Baylor’s office of the registrar keeps statistics pertaining to adding, dropping or being waitlisted for classes. Hannah King, associate registrar for business operations and analysis, provided statistics for each of the most recent fall and spring semesters.
In each of these semesters, nearly 3,000 Baylor students made changes to their schedule during the first five days of classes. These changes included adding, dropping or moving onto or off of the waitlist for a class. The statistics also showed more than 2,000 total dropped classes each semester from the sixth class day to the 50th class day, which is the last day to drop a class without failing a course.
Brazoria senior Griffin King made schedule changes during both the first five class days and later in the semester during his time at Baylor. Griffin King said one of those changes occurred around the 50-day mark in the semester when he dropped a math class to preserve his GPA and retake the course for a better grade.

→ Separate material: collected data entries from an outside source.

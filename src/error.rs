//! Error types for cache construction.
//!
//! [`ConfigError`] is the only error the crate produces. It is returned from
//! constructors and builders when the requested configuration cannot yield a
//! working cache. Cache operations themselves never fail: `add` always
//! succeeds and `get` reports absence with `None`.
//!
//! ```
//! use cacheevict::builder::CacheBuilder;
//! use cacheevict::config::CachePolicy;
//! use cacheevict::error::ConfigError;
//!
//! let err = CacheBuilder::new()
//!     .policy(CachePolicy::Lru)
//!     .capacity(0)
//!     .build::<String, u32>()
//!     .unwrap_err();
//! assert_eq!(err, ConfigError::ZeroCapacity);
//! ```

use thiserror::Error;

/// Returned when cache configuration parameters are invalid.
#[derive(Debug, Clone, PartialEq, Eq, Error)]
pub enum ConfigError {
    /// Capacity is counted in entries and must be at least 1.
    #[error("capacity must be greater than 0")]
    ZeroCapacity,

    /// The policy name did not match any supported policy.
    #[error("unsupported policy: {0:?} (expected one of fifo, lru, lfu, arc)")]
    UnknownPolicy(String),

    /// A builder was asked to build without a policy.
    #[error("no eviction policy specified")]
    MissingPolicy,
}

#[cfg(test)]
mod tests {
    use super::*;

    #[test]
    fn display_messages() {
        assert_eq!(
            ConfigError::ZeroCapacity.to_string(),
            "capacity must be greater than 0"
        );
        assert!(
            ConfigError::UnknownPolicy("mru".into())
                .to_string()
                .contains("\"mru\"")
        );
        assert_eq!(
            ConfigError::MissingPolicy.to_string(),
            "no eviction policy specified"
        );
    }

    #[test]
    fn clone_and_eq() {
        let a = ConfigError::UnknownPolicy("x".into());
        let b = a.clone();
        assert_eq!(a, b);
        assert_ne!(a, ConfigError::ZeroCapacity);
    }

    #[test]
    fn implements_std_error() {
        fn assert_error<T: std::error::Error + Send + Sync + 'static>() {}
        assert_error::<ConfigError>();
    }
}
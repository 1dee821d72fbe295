//! Operation counters for cache policies (feature `metrics`).
//!
//! Recording and reading are split: policies write through the recorder
//! traits in [`traits`], callers read a point-in-time
//! [`CacheMetricsSnapshot`] through [`traits::MetricsSnapshotProvider`].
//! Counters are plain `u64`s mutated under `&mut self`; the facade's lock
//! already serializes every write.

pub mod metrics_impl;
pub mod snapshot;
pub mod traits;

pub use metrics_impl::CacheMetrics;
pub use snapshot::CacheMetricsSnapshot;
pub use traits::{ArcMetricsRecorder, CoreMetricsRecorder, MetricsSnapshotProvider};
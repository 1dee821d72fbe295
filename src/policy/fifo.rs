//! First-In, First-Out (FIFO) replacement policy.
//!
//! Entries are evicted strictly in insertion order. Neither reads nor updates
//! of an existing key move it: once a key has its place in the queue it keeps
//! it until it becomes the oldest and is evicted.
//!
//! ## Architecture
//!
//! ```text
//!   map: FxHashMap<K, SlotId>          queue: IntrusiveList<Entry<K, V>>
//!   ┌─────────┬─────────┐
//!   │  key C  │  id_3   │              head ─► [C] ◄──► [B] ◄──► [A] ◄── tail
//!   │  key B  │  id_2   │                    newest              oldest
//!   │  key A  │  id_1   │                                        (victim)
//!   └─────────┴─────────┘
//! ```
//!
//! | Operation  | Time | Notes                                  |
//! |------------|------|----------------------------------------|
//! | `insert`   | O(1) | New key at head; evicts tail when full |
//! | `get`      | O(1) | Never reorders                         |
//! | `contains` | O(1) |                                        |
//!
//! ## Example
//!
//! ```
//! use cacheevict::policy::fifo::FifoCache;
//! use cacheevict::traits::CoreCache;
//!
//! let mut cache = FifoCache::new(2);
//! cache.insert("a", 1);
//! cache.insert("b", 2);
//! cache.get(&"a"); // does not protect "a"
//! cache.insert("c", 3);
//!
//! assert!(!cache.contains(&"a"));
//! assert!(cache.contains(&"b"));
//! assert!(cache.contains(&"c"));
//! ```

use std::fmt;
use std::hash::Hash;

use rustc_hash::FxHashMap;
use tracing::trace;

use crate::ds::{IntrusiveList, SlotId};
use crate::error::ConfigError;
#[cfg(feature = "metrics")]
use crate::metrics::{
    CacheMetrics, CacheMetricsSnapshot, CoreMetricsRecorder, MetricsSnapshotProvider,
};
use crate::traits::CoreCache;

#[derive(Debug)]
struct Entry<K, V> {
    key: K,
    value: V,
}

/// Insertion-ordered cache. See the module docs.
pub struct FifoCache<K, V> {
    map: FxHashMap<K, SlotId>,
    /// head = newest, tail = oldest
    queue: IntrusiveList<Entry<K, V>>,
    capacity: usize,
    #[cfg(feature = "metrics")]
    metrics: CacheMetrics,
}

impl<K, V> FifoCache<K, V>
where
    K: Eq + Hash + Clone,
{
    /// Creates a cache holding at most `capacity` entries.
    ///
    /// A zero capacity yields a cache that stores nothing; use
    /// [`try_new`](Self::try_new) to reject it instead.
    pub fn new(capacity: usize) -> Self {
        Self {
            map: FxHashMap::with_capacity_and_hasher(capacity, Default::default()),
            queue: IntrusiveList::with_capacity(capacity),
            capacity,
            #[cfg(feature = "metrics")]
            metrics: CacheMetrics::default(),
        }
    }

    /// Like [`new`](Self::new), but fails on zero capacity.
    pub fn try_new(capacity: usize) -> Result<Self, ConfigError> {
        if capacity == 0 {
            return Err(ConfigError::ZeroCapacity);
        }
        Ok(Self::new(capacity))
    }

    /// Returns the entry that will be evicted next.
    pub fn peek_oldest(&self) -> Option<(&K, &V)> {
        self.queue.back().map(|entry| (&entry.key, &entry.value))
    }

    fn evict_oldest(&mut self) {
        if let Some(entry) = self.queue.pop_back() {
            self.map.remove(&entry.key);
            #[cfg(feature = "metrics")]
            self.metrics.record_evicted_entry();
            trace!(capacity = self.capacity, "fifo evicted oldest entry");
        }
    }

    #[cfg(any(test, debug_assertions))]
    pub fn debug_validate_invariants(&self) {
        self.queue.debug_validate_invariants();
        assert_eq!(self.map.len(), self.queue.len(), "map/queue size mismatch");
        assert!(self.queue.len() <= self.capacity, "queue exceeds capacity");
        for (key, &id) in &self.map {
            let entry = self.queue.get(id).expect("indexed slot missing from queue");
            assert!(entry.key == *key, "index points at a different key");
        }
    }
}

impl<K, V> CoreCache<K, V> for FifoCache<K, V>
where
    K: Eq + Hash + Clone,
{
    fn insert(&mut self, key: K, value: V) -> Option<V> {
        if let Some(&id) = self.map.get(&key) {
            #[cfg(feature = "metrics")]
            self.metrics.record_insert_update();
            // position is fixed at first insert
            return self
                .queue
                .get_mut(id)
                .map(|entry| std::mem::replace(&mut entry.value, value));
        }

        if self.capacity == 0 {
            return None;
        }

        #[cfg(feature = "metrics")]
        self.metrics.record_insert_new();

        if self.queue.len() >= self.capacity {
            self.evict_oldest();
        }

        let id = self.queue.push_front(Entry {
            key: key.clone(),
            value,
        });
        self.map.insert(key, id);
        None
    }

    fn get(&mut self, key: &K) -> Option<&V> {
        let Some(&id) = self.map.get(key) else {
            #[cfg(feature = "metrics")]
            self.metrics.record_get_miss();
            return None;
        };

        #[cfg(feature = "metrics")]
        self.metrics.record_get_hit();

        self.queue.get(id).map(|entry| &entry.value)
    }

    fn contains(&self, key: &K) -> bool {
        self.map.contains_key(key)
    }

    fn len(&self) -> usize {
        self.queue.len()
    }

    fn capacity(&self) -> usize {
        self.capacity
    }

    fn clear(&mut self) {
        #[cfg(feature = "metrics")]
        self.metrics.record_clear();
        self.map.clear();
        self.queue.clear();
    }
}

#[cfg(feature = "metrics")]
impl<K, V> MetricsSnapshotProvider<CacheMetricsSnapshot> for FifoCache<K, V>
where
    K: Eq + Hash + Clone,
{
    fn snapshot(&self) -> CacheMetricsSnapshot {
        CacheMetricsSnapshot::capture(&self.metrics, self.queue.len(), self.capacity)
    }
}

impl<K, V> fmt::Debug for FifoCache<K, V> {
    fn fmt(&self, f: &mut fmt::Formatter<'_>) -> fmt::Result {
        f.debug_struct("FifoCache")
            .field("capacity", &self.capacity)
            .field("len", &self.queue.len())
            .finish()
    }
}

#[cfg(test)]
mod tests {
    use super::*;

    #[test]
    fn fifo_new_cache() {
        let cache: FifoCache<String, i32> = FifoCache::new(10);
        assert_eq!(cache.capacity(), 10);
        assert!(cache.is_empty());
        assert!(cache.peek_oldest().is_none());
    }

    #[test]
    fn fifo_try_new_rejects_zero() {
        assert_eq!(
            FifoCache::<u32, u32>::try_new(0).unwrap_err(),
            ConfigError::ZeroCapacity
        );
        assert!(FifoCache::<u32, u32>::try_new(1).is_ok());
    }

    #[test]
    fn fifo_evicts_first_inserted() {
        let mut cache = FifoCache::new(3);
        for i in 0..4 {
            cache.insert(i, i * 10);
            cache.debug_validate_invariants();
        }
        assert!(!cache.contains(&0));
        for i in 1..4 {
            assert_eq!(cache.get(&i), Some(&(i * 10)));
        }
        assert_eq!(cache.len(), 3);
    }

    #[test]
    fn fifo_get_does_not_reorder() {
        let mut cache = FifoCache::new(2);
        cache.insert("a", 1);
        cache.insert("b", 2);
        for _ in 0..5 {
            assert_eq!(cache.get(&"a"), Some(&1));
        }
        cache.insert("c", 3);
        assert!(!cache.contains(&"a"));
        assert!(cache.contains(&"b"));
        assert!(cache.contains(&"c"));
    }

    #[test]
    fn fifo_update_keeps_position() {
        let mut cache = FifoCache::new(2);
        cache.insert("a", 1);
        cache.insert("b", 2);
        assert_eq!(cache.insert("a", 10), Some(1));
        assert_eq!(cache.peek_oldest(), Some((&"a", &10)));

        cache.insert("c", 3);
        assert!(!cache.contains(&"a"));
        assert_eq!(cache.get(&"b"), Some(&2));
        cache.debug_validate_invariants();
    }

    #[test]
    fn fifo_zero_capacity_stores_nothing() {
        let mut cache = FifoCache::new(0);
        assert_eq!(cache.insert("a", 1), None);
        assert!(cache.is_empty());
        assert_eq!(cache.get(&"a"), None);
    }

    #[test]
    fn fifo_clear() {
        let mut cache = FifoCache::new(4);
        cache.insert(1, "one");
        cache.insert(2, "two");
        cache.clear();
        assert!(cache.is_empty());
        assert!(!cache.contains(&1));
        cache.insert(3, "three");
        assert_eq!(cache.peek_oldest(), Some((&3, &"three")));
        cache.debug_validate_invariants();
    }

    #[cfg(feature = "metrics")]
    #[test]
    fn fifo_metrics_count_hits_and_evictions() {
        let mut cache = FifoCache::new(1);
        cache.insert(1, 1);
        cache.get(&1);
        cache.get(&2);
        cache.insert(1, 2);
        cache.insert(2, 2);

        let snap = cache.snapshot();
        assert_eq!(snap.get_hits, 1);
        assert_eq!(snap.get_misses, 1);
        assert_eq!(snap.insert_new, 2);
        assert_eq!(snap.insert_updates, 1);
        assert_eq!(snap.evicted_entries, 1);
        assert_eq!(snap.cache_len, 1);
    }
}
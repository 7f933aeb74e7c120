use chrono::{DateTime, Utc};
use drawlink_core::{DrawingRecord, Slug, StoreError};
use uuid::Uuid;

/// Drawing database model
#[derive(Debug, Clone, sqlx::FromRow)]
pub struct DrawingRow {
    pub id: Uuid,
    pub slug: String,
    pub encrypted_data: Vec<u8>,
    pub encryption_key: String,
    pub version: i32,
    pub created_at: DateTime<Utc>,
    pub updated_at: DateTime<Utc>,
    pub last_accessed_at: DateTime<Utc>,
}

impl TryFrom<DrawingRow> for DrawingRecord {
    type Error = StoreError;

    fn try_from(row: DrawingRow) -> Result<Self, Self::Error> {
        let slug = Slug::parse(row.slug.as_str())
            .map_err(|e| StoreError::Unavailable(format!("Stored slug {:?} is invalid: {}", row.slug, e)))?;
        Ok(DrawingRecord {
            id: row.id,
            slug,
            encrypted_payload: row.encrypted_data,
            encryption_key: row.encryption_key,
            version: row.version,
            created_at: row.created_at,
            updated_at: row.updated_at,
            last_accessed_at: row.last_accessed_at,
        })
    }
}
use axum::{
    extract::{rejection::JsonRejection, Path, State},
    http::StatusCode,
    routing::{get, post},
    Json, Router,
};
use base64::{engine::general_purpose::STANDARD, Engine};
use chrono::{DateTime, Utc};
use drawlink_core::{DrawingRecord, DrawingSummary, EncryptionKey, Slug};
use serde::{Deserialize, Serialize};
use uuid::Uuid;

use crate::error::AppError;
use crate::AppState;

/// Request to create a new drawing
#[derive(Debug, Deserialize)]
pub struct CreateDrawingRequest {
    pub slug: String,
    /// Base64 of the sealed scene payload
    pub encrypted_data: String,
    pub encryption_key: String,
}

/// Request to replace a drawing's payload
#[derive(Debug, Deserialize)]
pub struct UpdateDrawingRequest {
    pub encrypted_data: String,
    pub encryption_key: String,
    /// Reject the update unless the stored version still matches
    #[serde(default)]
    pub expected_version: Option<i32>,
}

#[derive(Debug, Serialize)]
pub struct ExistsResponse {
    pub exists: bool,
}

/// Drawing metadata returned by create and update
#[derive(Debug, Serialize)]
pub struct DrawingSummaryResponse {
    pub id: Uuid,
    pub slug: String,
    pub version: i32,
    pub created_at: DateTime<Utc>,
    pub updated_at: DateTime<Utc>,
}

impl From<DrawingSummary> for DrawingSummaryResponse {
    fn from(summary: DrawingSummary) -> Self {
        Self {
            id: summary.id,
            slug: summary.slug.into(),
            version: summary.version,
            created_at: summary.created_at,
            updated_at: summary.updated_at,
        }
    }
}

/// Full drawing returned by get
#[derive(Debug, Serialize)]
pub struct DrawingResponse {
    pub id: Uuid,
    pub slug: String,
    pub encrypted_data: String,
    pub encryption_key: String,
    pub version: i32,
    pub created_at: DateTime<Utc>,
    pub updated_at: DateTime<Utc>,
}

impl From<DrawingRecord> for DrawingResponse {
    fn from(record: DrawingRecord) -> Self {
        Self {
            id: record.id,
            slug: record.slug.into(),
            encrypted_data: STANDARD.encode(&record.encrypted_payload),
            encryption_key: record.encryption_key,
            version: record.version,
            created_at: record.created_at,
            updated_at: record.updated_at,
        }
    }
}

fn parse_payload(encrypted_data: &str) -> Result<Vec<u8>, AppError> {
    let bytes = STANDARD
        .decode(encrypted_data)
        .map_err(|_| AppError::BadRequest("Encrypted data must be valid base64".to_string()))?;
    if bytes.is_empty() {
        return Err(AppError::BadRequest("Encrypted data is required".to_string()));
    }
    Ok(bytes)
}

fn parse_key(encryption_key: &str) -> Result<(), AppError> {
    encryption_key
        .parse::<EncryptionKey>()
        .map(|_| ())
        .map_err(|_| AppError::BadRequest("Encryption key is malformed".to_string()))
}

/// Check whether a slug is taken
async fn drawing_exists(
    State(state): State<AppState>,
    Path(slug): Path<String>,
) -> Result<Json<ExistsResponse>, AppError> {
    let slug = Slug::parse(slug)?;
    let exists = state.records.exists(&slug).await?;
    Ok(Json(ExistsResponse { exists }))
}

/// Get a drawing by slug
async fn get_drawing(
    State(state): State<AppState>,
    Path(slug): Path<String>,
) -> Result<Json<DrawingResponse>, AppError> {
    let slug = Slug::parse(slug)?;
    let record = state.records.read(&slug).await?;
    tracing::debug!(slug = %slug, version = record.version, "Served drawing");
    Ok(Json(record.into()))
}

/// Create a new drawing
async fn create_drawing(
    State(state): State<AppState>,
    payload: Result<Json<CreateDrawingRequest>, JsonRejection>,
) -> Result<(StatusCode, Json<DrawingSummaryResponse>), AppError> {
    let Json(req) = payload?;
    let slug = Slug::parse(req.slug)?;
    let data = parse_payload(&req.encrypted_data)?;
    parse_key(&req.encryption_key)?;

    let record = state
        .records
        .create(&slug, &data, &req.encryption_key)
        .await?;
    tracing::info!(slug = %slug, id = %record.id, "Created drawing");

    Ok((StatusCode::CREATED, Json(record.summary().into())))
}

/// Replace a drawing's payload
async fn update_drawing(
    State(state): State<AppState>,
    Path(slug): Path<String>,
    payload: Result<Json<UpdateDrawingRequest>, JsonRejection>,
) -> Result<Json<DrawingSummaryResponse>, AppError> {
    let Json(req) = payload?;
    let slug = Slug::parse(slug)?;
    let data = parse_payload(&req.encrypted_data)?;
    parse_key(&req.encryption_key)?;

    let record = state
        .records
        .update(&slug, &data, &req.encryption_key, req.expected_version)
        .await?;
    tracing::info!(slug = %slug, version = record.version, "Updated drawing");

    Ok(Json(record.summary().into()))
}

pub fn router() -> Router<AppState> {
    Router::new()
        .route("/api/drawings", post(create_drawing))
        .route("/api/drawings/{slug}", get(get_drawing).put(update_drawing))
        .route("/api/drawings/{slug}/exists", get(drawing_exists))
}
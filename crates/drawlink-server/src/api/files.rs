use axum::{
    body::Bytes,
    extract::{Path, State},
    http::{header, StatusCode},
    response::IntoResponse,
    routing::get,
    Router,
};
use drawlink_core::{AttachmentScope, FileId, Slug, StoreError};

use crate::error::AppError;
use crate::AppState;

const MAX_FILE_ID_LEN: usize = 128;

fn parse_file_id(raw: String) -> Result<FileId, AppError> {
    let valid = !raw.is_empty()
        && raw.len() <= MAX_FILE_ID_LEN
        && raw
            .bytes()
            .all(|b| b.is_ascii_alphanumeric() || b == b'-' || b == b'_');
    if !valid {
        return Err(AppError::BadRequest("Invalid file id".to_string()));
    }
    Ok(FileId::new(raw))
}

fn file_not_found(err: StoreError) -> AppError {
    match err {
        StoreError::NotFound(_) => AppError::NotFound("File not found".to_string()),
        other => other.into(),
    }
}

/// Store an encrypted attachment
async fn put_file(
    State(state): State<AppState>,
    Path((slug, file_id)): Path<(String, String)>,
    body: Bytes,
) -> Result<StatusCode, AppError> {
    let slug = Slug::parse(slug)?;
    let file_id = parse_file_id(file_id)?;

    if body.is_empty() {
        return Err(AppError::BadRequest("File body is required".to_string()));
    }
    if body.len() > state.max_attachment_bytes {
        tracing::warn!(slug = %slug, file_id = %file_id, size = body.len(), "Rejected oversized file");
        return Err(AppError::PayloadTooLarge(format!(
            "File too big (limit {} bytes)",
            state.max_attachment_bytes
        )));
    }

    let scope = AttachmentScope::for_slug(&slug);
    state.attachments.put(&scope, &file_id, body.to_vec()).await?;
    tracing::debug!(slug = %slug, file_id = %file_id, "Stored file");

    Ok(StatusCode::NO_CONTENT)
}

/// Fetch an encrypted attachment
async fn get_file(
    State(state): State<AppState>,
    Path((slug, file_id)): Path<(String, String)>,
) -> Result<impl IntoResponse, AppError> {
    let slug = Slug::parse(slug)?;
    let file_id = parse_file_id(file_id)?;

    let scope = AttachmentScope::for_slug(&slug);
    let bytes = state
        .attachments
        .get(&scope, &file_id)
        .await
        .map_err(file_not_found)?;

    Ok(([(header::CONTENT_TYPE, "application/octet-stream")], bytes))
}

pub fn router() -> Router<AppState> {
    Router::new().route("/api/files/{slug}/{file_id}", get(get_file).put(put_file))
}
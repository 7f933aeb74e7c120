use axum::{routing::get, Json, Router};
use chrono::{DateTime, Utc};
use serde::Serialize;

use crate::AppState;

#[derive(Serialize)]
struct HealthResponse {
    status: &'static str,
    version: &'static str,
    timestamp: DateTime<Utc>,
}

async fn health_check() -> Json<HealthResponse> {
    Json(HealthResponse {
        status: "ok",
        version: env!("CARGO_PKG_VERSION"),
        timestamp: Utc::now(),
    })
}

pub fn router() -> Router<AppState> {
    Router::new().route("/health", get(health_check))
}
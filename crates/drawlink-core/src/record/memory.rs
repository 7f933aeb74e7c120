//! In-memory record store.

use std::collections::HashMap;
use std::sync::RwLock;

use async_trait::async_trait;
use chrono::{DateTime, Duration, Utc};
use uuid::Uuid;

use super::{DrawingRecord, RecordStore};
use crate::error::{StoreError, StoreResult};
use crate::slug::Slug;

/// Record store for tests and single-process use
#[derive(Default)]
pub struct MemoryRecordStore {
    records: RwLock<HashMap<Slug, DrawingRecord>>,
}

impl MemoryRecordStore {
    pub fn new() -> Self {
        Self::default()
    }

    /// Number of stored records
    pub fn len(&self) -> usize {
        self.records.read().map(|r| r.len()).unwrap_or(0)
    }

    pub fn is_empty(&self) -> bool {
        self.len() == 0
    }
}

fn lock_error(e: impl std::fmt::Display) -> StoreError {
    StoreError::Unavailable(format!("Lock error: {}", e))
}

// Timestamps never move backwards for a record, even on a coarse clock.
fn next_timestamp(after: DateTime<Utc>) -> DateTime<Utc> {
    Utc::now().max(after + Duration::microseconds(1))
}

#[async_trait]
impl RecordStore for MemoryRecordStore {
    async fn exists(&self, slug: &Slug) -> StoreResult<bool> {
        let records = self.records.read().map_err(lock_error)?;
        Ok(records.contains_key(slug))
    }

    async fn create(
        &self,
        slug: &Slug,
        encrypted_payload: &[u8],
        encryption_key: &str,
    ) -> StoreResult<DrawingRecord> {
        let mut records = self.records.write().map_err(lock_error)?;
        if records.contains_key(slug) {
            return Err(StoreError::SlugConflict(slug.to_string()));
        }

        let now = Utc::now();
        let record = DrawingRecord {
            id: Uuid::new_v4(),
            slug: slug.clone(),
            encrypted_payload: encrypted_payload.to_vec(),
            encryption_key: encryption_key.to_string(),
            version: 1,
            created_at: now,
            updated_at: now,
            last_accessed_at: now,
        };
        records.insert(slug.clone(), record.clone());
        Ok(record)
    }

    async fn read(&self, slug: &Slug) -> StoreResult<DrawingRecord> {
        let mut records = self.records.write().map_err(lock_error)?;
        let record = records
            .get_mut(slug)
            .ok_or_else(|| StoreError::NotFound(format!("drawing `{}`", slug)))?;
        record.last_accessed_at = next_timestamp(record.last_accessed_at);
        Ok(record.clone())
    }

    async fn update(
        &self,
        slug: &Slug,
        encrypted_payload: &[u8],
        encryption_key: &str,
        expected_version: Option<i32>,
    ) -> StoreResult<DrawingRecord> {
        let mut records = self.records.write().map_err(lock_error)?;
        let record = records
            .get_mut(slug)
            .ok_or_else(|| StoreError::NotFound(format!("drawing `{}`", slug)))?;

        if let Some(expected) = expected_version {
            if record.version != expected {
                return Err(StoreError::StaleVersion {
                    slug: slug.to_string(),
                    expected,
                    actual: record.version,
                });
            }
        }

        record.encrypted_payload = encrypted_payload.to_vec();
        record.encryption_key = encryption_key.to_string();
        record.version += 1;
        record.updated_at = next_timestamp(record.updated_at);
        Ok(record.clone())
    }
}
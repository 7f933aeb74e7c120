pub mod address;
pub mod attachments;
pub mod codec;
pub mod error;
pub mod reconcile;
pub mod record;
pub mod scene;
pub mod service;
pub mod slug;
pub mod task;

pub use address::DrawingAddress;
pub use attachments::{
    AttachmentClient, AttachmentScope, BlobStore, DownloadResult, FileBlobStore, MemoryBlobStore,
    OversizePolicy, PreparedUpload, RejectReason, UploadReport, DEFAULT_MAX_ATTACHMENT_BYTES,
};
pub use codec::{generate_key, DecodedScene, EncryptionKey};
pub use error::{CodecError, DrawingError, StoreError, StoreResult};
pub use reconcile::{Reconciled, Reconciliation};
pub use record::{DrawingRecord, DrawingSummary, MemoryRecordStore, RecordStore};
pub use scene::{BinaryFile, Element, ElementKind, FileId, FileManifest, Scene, Theme, ViewState};
pub use service::{
    Availability, DrawingService, DrawingSession, LoadedDrawing, PersistentDrawing, ServiceConfig,
    UpdatedDrawing,
};
pub use slug::{Slug, SlugError, MAX_SLUG_LEN};
pub use task::{Operation, OperationState};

“It wasn’t a great learning environment— not to say I wasn’t to blame too,” Griffin King said. “I made a C-something on the first test and then the second test was another C. I didn’t want to make a C in the course.”
Griffin King’s situation is not uncommon. Hannah King said university records show spikes shortly before the twelveth class day, which is the last day to drop a class without it being marked on a student’s transcript, and before the 50th day.
Griffin King said his other schedule change came earlier in the semester when he dropped one elective in favor of another.
“If I recall correctly, there was an opening in another class,” Griffin King said. “I’m not clear on which one it was but it was much more appealing.”
New Orleans senior Rutger Fury also said that he has made schedule changes during a semester.
“One time I added an Air Force class in the first week of school and I did it because I wanted to try out the Air Force,” Fury said. “It was like an ROTC course but not affiliated with ROTC.”
Fury also said he dropped a cycling course during the first week of class, describing it as “too heavy of a commitment” for him to take at that time.
Griffin King sees the ability to drop a course as a useful tool for students to take advantage of.
“If you’re in a really intensive major that requires lots of hours in few semesters, then perhaps it would be better to stick it out and tank the C, but otherwise just roll out,” King said. “Exhaust all the resources possible… if you’ve done all that and it comes down to it and it’s ‘I’m going to make this terrible grade or I’m not going to pick up my minor because of it,’ just drop it.”
Fury also said that in some situations, dropping a course can be the right thing to do.
“No shame at all – it’s a smart move,” Fury said.